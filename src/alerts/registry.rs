//! Threshold registry
//!
//! Holds the named threshold definitions a monitor evaluates. Mutations go
//! through validation that falls back to the previous valid values instead
//! of propagating errors; a bad `set_threshold` call must never crash the
//! monitor.

use crate::alerts::types::{AlertSeverity, MetricKey, ThresholdConfig};

use std::collections::HashMap;
use std::time::Duration;

/// Named threshold definitions
#[derive(Debug, Clone, Default)]
pub struct ThresholdRegistry {
    configs: HashMap<String, ThresholdConfig>,
}

impl ThresholdRegistry {
    pub fn new() -> Self {
        Self::default()
    }

    /// Insert or replace a threshold definition
    ///
    /// A non-finite threshold value is rejected: an existing config is kept
    /// unchanged and a new one is not inserted. Returns whether the config
    /// was accepted.
    pub fn set(&mut self, name: &str, config: ThresholdConfig) -> bool {
        if !config.threshold.is_finite() {
            log::warn!(
                "Rejecting threshold '{}': value {} is not finite",
                name,
                config.threshold
            );
            return false;
        }
        self.configs.insert(name.to_string(), config);
        true
    }

    /// Update an existing threshold in place
    ///
    /// The classification tag, metric key, and direction are retained, as is
    /// the message when `message` is `None`. Invalid fields fall back to
    /// their previous values. Returns `false` for an unknown name: inserting
    /// a threshold requires a full config so its classification is explicit.
    pub fn adjust(
        &mut self,
        name: &str,
        threshold: f64,
        duration: Duration,
        severity: AlertSeverity,
        message: Option<&str>,
    ) -> bool {
        let Some(config) = self.configs.get_mut(name) else {
            log::warn!("Cannot adjust unknown threshold '{}'", name);
            return false;
        };

        if threshold.is_finite() {
            config.threshold = threshold;
        } else {
            log::warn!(
                "Keeping previous value for threshold '{}': {} is not finite",
                name,
                threshold
            );
        }
        config.duration = duration;
        config.severity = severity;
        if let Some(message) = message {
            config.message = message.to_string();
        }
        true
    }

    /// Look up a config by name
    pub fn get(&self, name: &str) -> Option<&ThresholdConfig> {
        self.configs.get(name)
    }

    /// Read snapshot of all current configs
    pub fn snapshot(&self) -> Vec<(String, ThresholdConfig)> {
        self.configs
            .iter()
            .map(|(name, config)| (name.clone(), config.clone()))
            .collect()
    }

    /// Configs evaluating against the given observation stream
    ///
    /// Cloned so evaluation never holds a borrow across state mutation.
    pub fn for_metric(&self, metric: MetricKey) -> Vec<(String, ThresholdConfig)> {
        self.configs
            .iter()
            .filter(|(_, config)| config.metric == metric)
            .map(|(name, config)| (name.clone(), config.clone()))
            .collect()
    }

    /// Shortest configured check interval, used as the tick period
    pub fn min_check_interval(&self) -> Duration {
        self.configs
            .values()
            .map(|config| config.check_interval)
            .min()
            .unwrap_or(crate::alerts::types::DEFAULT_CHECK_INTERVAL)
    }

    pub fn len(&self) -> usize {
        self.configs.len()
    }

    pub fn is_empty(&self) -> bool {
        self.configs.is_empty()
    }
}

#[cfg(test)]
mod tests {
    use super::*;
    use crate::alerts::types::AlertKind;

    fn cpu_config(threshold: f64) -> ThresholdConfig {
        ThresholdConfig::new(
            AlertKind::CpuUsageHigh,
            MetricKey::CpuTotal,
            threshold,
            Duration::from_secs(60),
            AlertSeverity::Warning,
        )
    }

    #[test]
    fn test_set_and_get() {
        let mut registry = ThresholdRegistry::new();
        assert!(registry.set("cpu_usage_high", cpu_config(80.0)));
        assert_eq!(registry.len(), 1);
        assert_eq!(registry.get("cpu_usage_high").unwrap().threshold, 80.0);
    }

    #[test]
    fn test_set_rejects_non_finite() {
        let mut registry = ThresholdRegistry::new();
        registry.set("cpu_usage_high", cpu_config(80.0));
        assert!(!registry.set("cpu_usage_high", cpu_config(f64::NAN)));
        // Previous valid config retained
        assert_eq!(registry.get("cpu_usage_high").unwrap().threshold, 80.0);
    }

    #[test]
    fn test_adjust_existing() {
        let mut registry = ThresholdRegistry::new();
        registry.set(
            "cpu_usage_high",
            cpu_config(80.0).with_message("CPU above {threshold}%"),
        );

        assert!(registry.adjust(
            "cpu_usage_high",
            85.0,
            Duration::from_secs(120),
            AlertSeverity::Critical,
            None,
        ));

        let config = registry.get("cpu_usage_high").unwrap();
        assert_eq!(config.threshold, 85.0);
        assert_eq!(config.duration, Duration::from_secs(120));
        assert_eq!(config.severity, AlertSeverity::Critical);
        // Message retained when not supplied
        assert_eq!(config.message, "CPU above {threshold}%");
        // Classification retained
        assert_eq!(config.kind, AlertKind::CpuUsageHigh);
    }

    #[test]
    fn test_adjust_unknown_name() {
        let mut registry = ThresholdRegistry::new();
        assert!(!registry.adjust(
            "nope",
            1.0,
            Duration::from_secs(1),
            AlertSeverity::Info,
            None
        ));
    }

    #[test]
    fn test_adjust_non_finite_keeps_previous_value() {
        let mut registry = ThresholdRegistry::new();
        registry.set("cpu_usage_high", cpu_config(80.0));

        assert!(registry.adjust(
            "cpu_usage_high",
            f64::INFINITY,
            Duration::from_secs(30),
            AlertSeverity::Warning,
            None,
        ));

        let config = registry.get("cpu_usage_high").unwrap();
        assert_eq!(config.threshold, 80.0);
        assert_eq!(config.duration, Duration::from_secs(30));
    }

    #[test]
    fn test_for_metric() {
        let mut registry = ThresholdRegistry::new();
        registry.set("cpu_usage_high", cpu_config(80.0));
        registry.set("cpu_usage_very_high", cpu_config(90.0));
        registry.set(
            "connection_count_high",
            ThresholdConfig::new(
                AlertKind::ConnectionCountHigh,
                MetricKey::ConnectionCount,
                1000.0,
                Duration::from_secs(120),
                AlertSeverity::Warning,
            ),
        );

        let cpu = registry.for_metric(MetricKey::CpuTotal);
        assert_eq!(cpu.len(), 2);
        let conns = registry.for_metric(MetricKey::ConnectionCount);
        assert_eq!(conns.len(), 1);
        assert_eq!(conns[0].0, "connection_count_high");
    }

    #[test]
    fn test_min_check_interval() {
        let mut registry = ThresholdRegistry::new();
        assert_eq!(registry.min_check_interval(), Duration::from_secs(5));

        registry.set(
            "cpu_usage_high",
            cpu_config(80.0).with_check_interval(Duration::from_secs(2)),
        );
        registry.set("cpu_usage_very_high", cpu_config(90.0));
        assert_eq!(registry.min_check_interval(), Duration::from_secs(2));
    }
}
impl<S: CpuMetricSource + 'static> Drop for CpuThresholdMonitor<S> {
    fn drop(&mut self) {
        self.stop();
    }
}

#[cfg(test)]
mod tests {
    use super::*;
    use crate::alerts::types::AlertKind;
    use crate::mock::MockCpuSource;

    fn monitor_with(
        source: Arc<MockCpuSource>,
        thresholds: Vec<(String, ThresholdConfig)>,
    ) -> CpuThresholdMonitor<MockCpuSource> {
        CpuThresholdMonitor::with_thresholds(
            source,
            Arc::new(EventDispatcher::new()),
            thresholds,
            NotificationFanout::new(),
        )
    }

    fn cpu_high(duration_secs: u64) -> (String, ThresholdConfig) {
        (
            "cpu_usage_high".to_string(),
            ThresholdConfig::new(
                AlertKind::CpuUsageHigh,
                MetricKey::CpuTotal,
                80.0,
                Duration::from_secs(duration_secs),
                AlertSeverity::Warning,
            ),
        )
    }

    #[test]
    fn test_breach_fires_after_duration() {
        let source = Arc::new(MockCpuSource::new());
        source.set_overall_usage(95.0);
        let monitor = monitor_with(Arc::clone(&source), vec![cpu_high(60)]);

        let t0 = Instant::now();
        monitor.core.evaluate_once(t0);
        assert!(monitor.active_alerts().is_empty());

        monitor.core.evaluate_once(t0 + Duration::from_secs(61));
        let active = monitor.active_alerts();
        assert_eq!(active.len(), 1);
        assert!(active.contains_key("cpu_usage_high"));
        assert_eq!(active["cpu_usage_high"].current_value, 95.0);
    }

    #[test]
    fn test_recovery_clears_active_alert() {
        let source = Arc::new(MockCpuSource::new());
        source.set_overall_usage(95.0);
        let monitor = monitor_with(Arc::clone(&source), vec![cpu_high(0)]);

        let t0 = Instant::now();
        monitor.core.evaluate_once(t0);
        assert_eq!(monitor.active_alerts().len(), 1);

        source.set_overall_usage(40.0);
        monitor.core.evaluate_once(t0 + Duration::from_secs(5));
        assert!(monitor.active_alerts().is_empty());
    }

    #[test]
    fn test_per_core_entities_are_independent() {
        let source = Arc::new(MockCpuSource::new());
        source.set_overall_usage(10.0);
        source.set_core_usage(vec![(0, 97.0), (1, 12.0)]);

        let config = ThresholdConfig::new(
            AlertKind::CpuCoreUsageHigh,
            MetricKey::CpuCore,
            90.0,
            Duration::from_secs(0),
            AlertSeverity::Warning,
        );
        let monitor = monitor_with(
            Arc::clone(&source),
            vec![("core_usage_high".to_string(), config)],
        );

        monitor.check_now();
        let active = monitor.active_alerts();
        assert_eq!(active.len(), 1);
        assert!(active.contains_key("core_0_core_usage_high"));
    }

    #[test]
    fn test_vanished_process_state_pruned() {
        let source = Arc::new(MockCpuSource::new());
        source.set_overall_usage(10.0);
        source.set_processes(vec![(1234, "chrome", 20.0)]);

        let config = ThresholdConfig::new(
            AlertKind::ProcessCpuUsageHigh,
            MetricKey::CpuProcess,
            50.0,
            Duration::from_secs(120),
            AlertSeverity::Warning,
        );
        let monitor = monitor_with(
            Arc::clone(&source),
            vec![("process_cpu_high".to_string(), config)],
        );

        let t0 = Instant::now();
        monitor.core.evaluate_once(t0);
        {
            let state = monitor.core.state.lock().unwrap();
            assert!(state
                .tracker
                .state("process_cpu_high", &EntityKey::Pid(1234))
                .is_some());
        }

        source.set_processes(vec![]);
        monitor.core.evaluate_once(t0 + Duration::from_secs(5));
        {
            let state = monitor.core.state.lock().unwrap();
            assert!(state
                .tracker
                .state("process_cpu_high", &EntityKey::Pid(1234))
                .is_none());
        }
    }

    #[test]
    fn test_failed_check_does_not_block_others() {
        let source = Arc::new(MockCpuSource::new());
        source.set_overall_usage(95.0);
        source.fail_core_usage(true);
        let monitor = monitor_with(Arc::clone(&source), vec![cpu_high(0)]);

        // The overall check still evaluates despite the per-core failure
        monitor.check_now();
        assert_eq!(monitor.active_alerts().len(), 1);
    }

    #[test]
    fn test_set_threshold_resets_state() {
        let source = Arc::new(MockCpuSource::new());
        source.set_overall_usage(95.0);
        let monitor = monitor_with(Arc::clone(&source), vec![cpu_high(60)]);

        let t0 = Instant::now();
        monitor.core.evaluate_once(t0);
        monitor.core.evaluate_once(t0 + Duration::from_secs(30));

        // Reconfiguring discards the accumulated 30 seconds of breach
        assert!(monitor.set_threshold(
            "cpu_usage_high",
            85.0,
            Duration::from_secs(60),
            AlertSeverity::Critical,
            None,
        ));
        monitor.core.evaluate_once(t0 + Duration::from_secs(61));
        assert!(monitor.active_alerts().is_empty());

        monitor.core.evaluate_once(t0 + Duration::from_secs(125));
        assert_eq!(monitor.active_alerts().len(), 1);
    }

    #[test]
    fn test_define_threshold_replaces_and_resets_state() {
        let source = Arc::new(MockCpuSource::new());
        source.set_overall_usage(95.0);
        let monitor = monitor_with(Arc::clone(&source), vec![cpu_high(60)]);

        let t0 = Instant::now();
        monitor.core.evaluate_once(t0);
        monitor.core.evaluate_once(t0 + Duration::from_secs(30));

        // Replacing the definition discards the accumulated 30 seconds of
        // breach, so the duration gate starts over
        let replacement = ThresholdConfig::new(
            AlertKind::CpuUsageVeryHigh,
            MetricKey::CpuTotal,
            90.0,
            Duration::from_secs(60),
            AlertSeverity::Critical,
        );
        assert!(monitor.define_threshold("cpu_usage_high", replacement));
        monitor.core.evaluate_once(t0 + Duration::from_secs(61));
        assert!(monitor.active_alerts().is_empty());

        monitor.core.evaluate_once(t0 + Duration::from_secs(125));
        let active = monitor.active_alerts();
        assert_eq!(active.len(), 1);
        assert_eq!(active["cpu_usage_high"].kind, AlertKind::CpuUsageVeryHigh);
    }

    #[test]
    fn test_define_threshold_rejected_config_keeps_state() {
        let source = Arc::new(MockCpuSource::new());
        source.set_overall_usage(95.0);
        let monitor = monitor_with(Arc::clone(&source), vec![cpu_high(60)]);

        let t0 = Instant::now();
        monitor.core.evaluate_once(t0);

        // A non-finite replacement is rejected; the previous config and the
        // in-flight breach accumulation both survive
        let bad = ThresholdConfig::new(
            AlertKind::CpuUsageHigh,
            MetricKey::CpuTotal,
            f64::NAN,
            Duration::from_secs(60),
            AlertSeverity::Warning,
        );
        assert!(!monitor.define_threshold("cpu_usage_high", bad));
        {
            let state = monitor.core.state.lock().unwrap();
            assert_eq!(state.registry.get("cpu_usage_high").unwrap().threshold, 80.0);
            assert!(state
                .tracker
                .state("cpu_usage_high", &EntityKey::Global)
                .unwrap()
                .exceeded_since
                .is_some());
        }

        // The original 60 second gate still fires on schedule
        monitor.core.evaluate_once(t0 + Duration::from_secs(61));
        assert_eq!(monitor.active_alerts().len(), 1);
    }

    #[test]
    fn test_set_threshold_unknown_name() {
        let source = Arc::new(MockCpuSource::new());
        let monitor = monitor_with(source, vec![cpu_high(60)]);
        assert!(!monitor.set_threshold(
            "nope",
            1.0,
            Duration::from_secs(1),
            AlertSeverity::Info,
            None
        ));
    }

    #[test]
    fn test_start_stop_idempotent() {
        let source = Arc::new(MockCpuSource::new());
        source.set_overall_usage(10.0);
        let monitor = monitor_with(source, vec![cpu_high(60)]);

        monitor.start();
        monitor.start();
        assert!(monitor.is_running());

        monitor.stop();
        monitor.stop();
        assert!(!monitor.is_running());
    }

    #[test]
    fn test_fired_alert_publishes_event() {
        use crate::events::{EventKind, EventObserver, MetricEvent};
        use std::sync::atomic::{AtomicUsize, Ordering};

        struct Collector {
            seen: AtomicUsize,
        }
        impl EventObserver for Collector {
            fn update(&self, event: &MetricEvent) -> crate::error::Result<()> {
                assert_eq!(event.kind, EventKind::ThresholdExceeded);
                assert_eq!(event.source, "CpuThresholdMonitor");
                self.seen.fetch_add(1, Ordering::SeqCst);
                Ok(())
            }
        }

        let dispatcher = Arc::new(EventDispatcher::new());
        let collector = Arc::new(Collector {
            seen: AtomicUsize::new(0),
        });
        let _sub = dispatcher.subscribe(&collector, [EventKind::ThresholdExceeded]);
        dispatcher.start();

        let source = Arc::new(MockCpuSource::new());
        source.set_overall_usage(95.0);
        let monitor = CpuThresholdMonitor::with_thresholds(
            source,
            Arc::clone(&dispatcher),
            vec![cpu_high(0)],
            NotificationFanout::new(),
        );
        monitor.check_now();

        std::thread::sleep(Duration::from_millis(50));
        dispatcher.stop();
        assert_eq!(collector.seen.load(Ordering::SeqCst), 1);
    }
}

- [PROBLEM STATEMENT]
Every line of the material that holds "SeqCst" should be copied out as the answer.

- [SOLUTION]
                self.seen.fetch_add(1, Ordering::SeqCst);
        assert_eq!(collector.seen.load(Ordering::SeqCst), 1);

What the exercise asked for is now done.